PROBLEM TO WORK ON: Send back exactly the lines from the opening line of the records below through the one with "with the Lagrange".

INFORMATION SHOWN:
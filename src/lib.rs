//! # Threshold Custody of Validator Keys
//!
//! This library splits a validator's BLS12-381 secret key into shares held by a fixed
//! committee, so that any `t` of the `n` members can later check that their shares
//! rebuild the validator's public key, while fewer than `t` shares reveal nothing
//! about the secret. A minipool may only start staking once that check passed.
//!
//! ## Shamir's Secret Sharing over the Scalar Field
//!
//! The secret key `s` is the constant term of a random polynomial of degree `t-1`
//! over the BLS12-381 scalar field:
//!
//! ```ignore
//! f(x) = s + a1*x + a2*x^2 + ... + a(t-1)*x^(t-1)
//! ```
//!
//! Member `i` receives the share `f(i)`. Member identities start at 1; `x = 0` is
//! where the secret lives.
//!
//! ## Rebuilding the Public Key
//!
//! The committee never rebuilds the secret. Each selected member lifts its share to
//! a public share `f(i)·G`, and the public shares are combined with the Lagrange
//! coefficients at zero:
//!
//! ```ignore
//! PK = Σ λ_i · f(i)·G = f(0)·G = s·G
//! ```
//!
//! Any qualifying subset of members yields the same key.
//!
//! ## Example
//!
//! ```rust
//! use splitkey::committee::Committee;
//! use splitkey::dealer::Dealer;
//! use splitkey::selection::FixedSubset;
//! use splitkey::subject::{Status, SubjectStore};
//! use splitkey::verifier::verify_key_shares;
//!
//! let mut rng = rand::rngs::OsRng;
//! let subjects = SubjectStore::new();
//! let committee = Committee::new(10, None).unwrap();
//!
//! let dealer = Dealer::create_minipool("0xdeadbeef", 3, 10, &subjects, &mut rng).unwrap();
//! let shares = dealer.split_validator_key(&mut rng).unwrap();
//! assert!(committee.distribute("0xdeadbeef", &shares, 3).is_complete());
//!
//! let mut policy = FixedSubset::from_ids(&[2, 5, 9]).unwrap();
//! let verdict = verify_key_shares(&committee, &subjects, "0xdeadbeef", &mut policy).unwrap();
//! assert!(verdict.is_accepted());
//!
//! subjects.stake("0xdeadbeef").unwrap();
//! assert_eq!(subjects.status("0xdeadbeef").unwrap(), Status::Staking);
//! ```
//!
//! ## Modules
//!
//! - `sss`: Shamir splitting, Lagrange coefficients and secret recovery.
//! - `reconstruct`: aggregate public key from key shares.
//! - `committee`: committee members, their share stores and share distribution.
//! - `verifier`: comparison with the minipool's validator key.
//! - `subject`: minipool records and their lifecycle.

/// The `client` module lets async callers deliver and fetch shares through the
/// committee event loop.
pub mod client;

/// The `command` module defines the commands understood by the committee event loop.
pub mod command;

/// The `committee` module models the committee members, each owning a private
/// share store, and distributes a minipool's shares among them.
pub mod committee;

/// The `config` module loads deployment settings from `conf.toml` and the environment.
pub mod config;

/// The `constants` module defines various constants used in the library.
pub mod constants;

/// The `dealer` module creates minipools and splits their validator keys.
pub mod dealer;

/// The `error` module defines the error type shared by all operations.
pub mod error;

/// The `event` module runs the loop that executes delivery commands.
pub mod event;

/// The `keys` module defines identities, secret scalars, shares and public keys.
pub mod keys;

/// The `provider` module implements share registration and lookup against a
/// member's store.
pub mod provider;

/// The `reconstruct` module rebuilds the aggregate public key from a subset of shares.
pub mod reconstruct;

/// The `repository` module manages share storage in sled or in memory.
pub mod repository;

/// The `selection` module holds the policies choosing which members take part in
/// a verification.
pub mod selection;

/// The `sss` (Shamir's Secret Sharing) module splits a secret into shares and
/// interpolates them back.
pub mod sss;

/// The `subject` module tracks minipools and their lifecycle status.
pub mod subject;

/// The `transport` module connects a `Client` with an `EventLoop` in-process.
pub mod transport;

/// The `verifier` module checks reconstructed keys against minipool contracts.
pub mod verifier;
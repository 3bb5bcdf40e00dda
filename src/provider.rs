use std::collections::HashMap;
use std::path::Path;
use std::sync::{Arc, Mutex};
use tracing::debug;

use crate::error::{Error, Result};
use crate::keys::{Identity, Share};
use crate::repository::{HashMapShareEntryDao, ShareEntry, ShareEntryDaoTrait, SledShareEntryDao};

/// A member's private share store, shared between the member and the tasks
/// delivering to it. The mutex serializes every write to one member.
pub type Dao = Arc<Mutex<Box<dyn ShareEntryDaoTrait>>>;

/// Executes the share registration logic.
///
/// The share is stored under the minipool address. The store refuses a second
/// share for the same minipool, which makes concurrent deliveries to one member
/// safe: exactly one of them wins.
///
/// # Arguments
/// * `subject` - The minipool address the share belongs to.
/// * `member` - The identity of the member owning `dao`.
/// * `share` - The key share to store.
/// * `threshold` - The reconstruction threshold, kept alongside the share.
/// * `dao` - The member's private store.
pub fn execute_register_share(
    subject: &str,
    member: Identity,
    share: &Share,
    threshold: usize,
    dao: &Dao,
) -> Result<()> {
    let entry = ShareEntry::new(subject, share, threshold);
    dao.lock()
        .map_err(|_| Error::Storage(format!("store of member {member} poisoned")))?
        .insert(subject, &entry)?;
    debug!("Registered share of member {} for minipool {:?}", member, subject);
    Ok(())
}

/// Executes the logic to read a member's share for a minipool.
///
/// # Returns
/// The share and the threshold it was split with, or `None` if the member holds
/// no share for `subject`.
pub fn execute_get_share(
    subject: &str,
    member: Identity,
    dao: &Dao,
) -> Result<Option<(Share, usize)>> {
    let entry = dao
        .lock()
        .map_err(|_| Error::Storage(format!("store of member {member} poisoned")))?
        .get(subject)?;

    match entry {
        Some(entry) => {
            let share = entry.to_share()?;
            if share.identity() != member {
                return Err(Error::Storage(format!(
                    "store of member {member} holds a share for member {}",
                    share.identity()
                )));
            }
            Ok(Some((share, entry.threshold())))
        }
        None => Ok(None),
    }
}

/// Creates and returns a DAO instance based on the specified database path.
///
/// If a path is provided, a Sled database DAO is created; otherwise, an in-memory HashMap
/// DAO is used.
pub fn dao(db_path: Option<&Path>) -> Result<Dao> {
    let dao: Dao = match db_path {
        Some(path) => {
            debug!("Using Sled DB at {:?}", path);
            let path = path
                .to_str()
                .ok_or_else(|| Error::Storage(format!("non UTF-8 database path {path:?}")))?;
            Arc::new(Mutex::new(Box::new(SledShareEntryDao::new(path)?)))
        }
        None => {
            debug!("Using HashMap DB");
            Arc::new(Mutex::new(Box::new(HashMapShareEntryDao {
                map: Mutex::new(HashMap::new()),
            })))
        }
    };
    Ok(dao)
}

#[cfg(test)]
mod tests {
    use bls12_381::Scalar;

    use super::*;

    #[test]
    fn test_register_then_get() {
        let dao = dao(None).unwrap();
        let member = Identity::new(3).unwrap();
        let share = Share::new(member, Scalar::from(99u64));

        assert_eq!(execute_get_share("0xdeadbeef", member, &dao).unwrap(), None);
        execute_register_share("0xdeadbeef", member, &share, 2, &dao).unwrap();
        assert_eq!(
            execute_get_share("0xdeadbeef", member, &dao).unwrap(),
            Some((share.clone(), 2))
        );
        assert!(matches!(
            execute_register_share("0xdeadbeef", member, &share, 2, &dao),
            Err(Error::DuplicateShare { .. })
        ));
    }

    #[test]
    fn test_get_share_checks_owner() {
        let dao = dao(None).unwrap();
        let owner = Identity::new(1).unwrap();
        let share = Share::new(owner, Scalar::from(5u64));
        execute_register_share("0x01", owner, &share, 2, &dao).unwrap();

        let other = Identity::new(2).unwrap();
        assert!(execute_get_share("0x01", other, &dao).is_err());
    }
}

SOLUTION TO THE EXERCISE:
filename src/lib.rs
//! # Threshold Custody of Validator Keys
//!
//! This library splits a validator's BLS12-381 secret key into shares held by a fixed
//! committee, so that any `t` of the `n` members can later check that their shares
//! rebuild the validator's public key, while fewer than `t` shares reveal nothing
//! about the secret. A minipool may only start staking once that check passed.
//!
//! ## Shamir's Secret Sharing over the Scalar Field
//!
//! The secret key `s` is the constant term of a random polynomial of degree `t-1`
//! over the BLS12-381 scalar field:
//!
//! ```ignore
//! f(x) = s + a1*x + a2*x^2 + ... + a(t-1)*x^(t-1)
//! ```
//!
//! Member `i` receives the share `f(i)`. Member identities start at 1; `x = 0` is
//! where the secret lives.
//!
//! ## Rebuilding the Public Key
//!
//! The committee never rebuilds the secret. Each selected member lifts its share to
//! a public share `f(i)·G`, and the public shares are combined with the Lagrange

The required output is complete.